- Opening Delimiter -

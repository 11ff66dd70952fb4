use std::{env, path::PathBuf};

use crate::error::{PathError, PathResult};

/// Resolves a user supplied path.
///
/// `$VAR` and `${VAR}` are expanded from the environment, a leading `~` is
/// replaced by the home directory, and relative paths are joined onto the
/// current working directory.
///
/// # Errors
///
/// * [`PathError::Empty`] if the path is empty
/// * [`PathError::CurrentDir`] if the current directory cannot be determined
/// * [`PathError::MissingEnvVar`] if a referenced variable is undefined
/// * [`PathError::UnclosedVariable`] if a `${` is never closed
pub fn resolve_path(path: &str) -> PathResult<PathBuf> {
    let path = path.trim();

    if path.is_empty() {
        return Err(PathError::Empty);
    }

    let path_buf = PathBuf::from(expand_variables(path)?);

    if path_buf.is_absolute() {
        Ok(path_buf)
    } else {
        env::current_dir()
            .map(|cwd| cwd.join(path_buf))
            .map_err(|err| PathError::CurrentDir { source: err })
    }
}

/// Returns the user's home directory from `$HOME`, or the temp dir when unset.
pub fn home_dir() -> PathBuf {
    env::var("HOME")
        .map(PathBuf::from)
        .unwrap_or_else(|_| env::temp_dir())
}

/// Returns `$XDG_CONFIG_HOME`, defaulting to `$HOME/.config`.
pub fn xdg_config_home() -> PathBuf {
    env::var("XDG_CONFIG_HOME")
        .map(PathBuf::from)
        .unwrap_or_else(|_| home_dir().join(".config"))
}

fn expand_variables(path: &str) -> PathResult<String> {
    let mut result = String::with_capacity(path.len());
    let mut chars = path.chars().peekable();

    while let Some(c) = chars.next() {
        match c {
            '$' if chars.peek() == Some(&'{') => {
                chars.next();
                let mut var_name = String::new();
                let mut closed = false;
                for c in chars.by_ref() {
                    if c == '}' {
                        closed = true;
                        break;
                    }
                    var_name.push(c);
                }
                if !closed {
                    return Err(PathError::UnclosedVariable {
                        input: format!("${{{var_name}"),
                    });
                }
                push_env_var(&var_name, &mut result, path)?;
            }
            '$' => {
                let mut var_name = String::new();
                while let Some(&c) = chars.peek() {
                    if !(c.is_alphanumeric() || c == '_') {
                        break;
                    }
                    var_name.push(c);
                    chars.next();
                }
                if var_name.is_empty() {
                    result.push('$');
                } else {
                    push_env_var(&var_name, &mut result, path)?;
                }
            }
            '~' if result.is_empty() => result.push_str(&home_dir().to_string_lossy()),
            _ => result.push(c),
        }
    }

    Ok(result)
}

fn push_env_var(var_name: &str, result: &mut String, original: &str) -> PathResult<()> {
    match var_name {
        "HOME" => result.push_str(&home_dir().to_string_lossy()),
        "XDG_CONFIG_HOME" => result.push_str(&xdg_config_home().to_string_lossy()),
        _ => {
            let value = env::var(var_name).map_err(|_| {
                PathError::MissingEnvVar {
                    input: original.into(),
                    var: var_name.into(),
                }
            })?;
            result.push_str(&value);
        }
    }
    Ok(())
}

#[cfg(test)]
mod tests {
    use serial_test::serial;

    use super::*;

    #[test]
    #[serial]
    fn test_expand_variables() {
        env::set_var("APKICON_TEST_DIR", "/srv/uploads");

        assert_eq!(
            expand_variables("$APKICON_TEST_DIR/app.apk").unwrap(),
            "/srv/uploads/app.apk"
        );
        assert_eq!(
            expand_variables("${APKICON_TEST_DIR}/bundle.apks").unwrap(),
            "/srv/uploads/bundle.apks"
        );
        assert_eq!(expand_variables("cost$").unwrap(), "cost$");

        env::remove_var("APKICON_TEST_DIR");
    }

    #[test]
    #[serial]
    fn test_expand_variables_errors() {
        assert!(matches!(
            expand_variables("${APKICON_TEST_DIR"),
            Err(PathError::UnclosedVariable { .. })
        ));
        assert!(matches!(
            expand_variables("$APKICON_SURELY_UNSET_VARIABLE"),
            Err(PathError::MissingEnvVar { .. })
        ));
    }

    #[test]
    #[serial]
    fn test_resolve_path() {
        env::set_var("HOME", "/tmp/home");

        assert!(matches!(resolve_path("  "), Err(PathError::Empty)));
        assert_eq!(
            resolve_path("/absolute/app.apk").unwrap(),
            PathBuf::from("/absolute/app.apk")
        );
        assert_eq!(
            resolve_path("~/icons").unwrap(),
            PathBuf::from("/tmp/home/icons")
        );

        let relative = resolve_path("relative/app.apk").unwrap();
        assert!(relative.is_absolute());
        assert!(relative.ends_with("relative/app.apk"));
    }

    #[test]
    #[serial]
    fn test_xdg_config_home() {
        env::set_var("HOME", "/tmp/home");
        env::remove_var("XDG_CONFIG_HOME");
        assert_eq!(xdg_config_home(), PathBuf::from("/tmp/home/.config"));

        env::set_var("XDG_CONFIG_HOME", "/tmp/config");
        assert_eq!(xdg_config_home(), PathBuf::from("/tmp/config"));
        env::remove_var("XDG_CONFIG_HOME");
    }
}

- Closing Delimiter -

| Aim of the exercise |
Find the lines above that contain "input" and report their number, without comment.

| Completed exercise |
2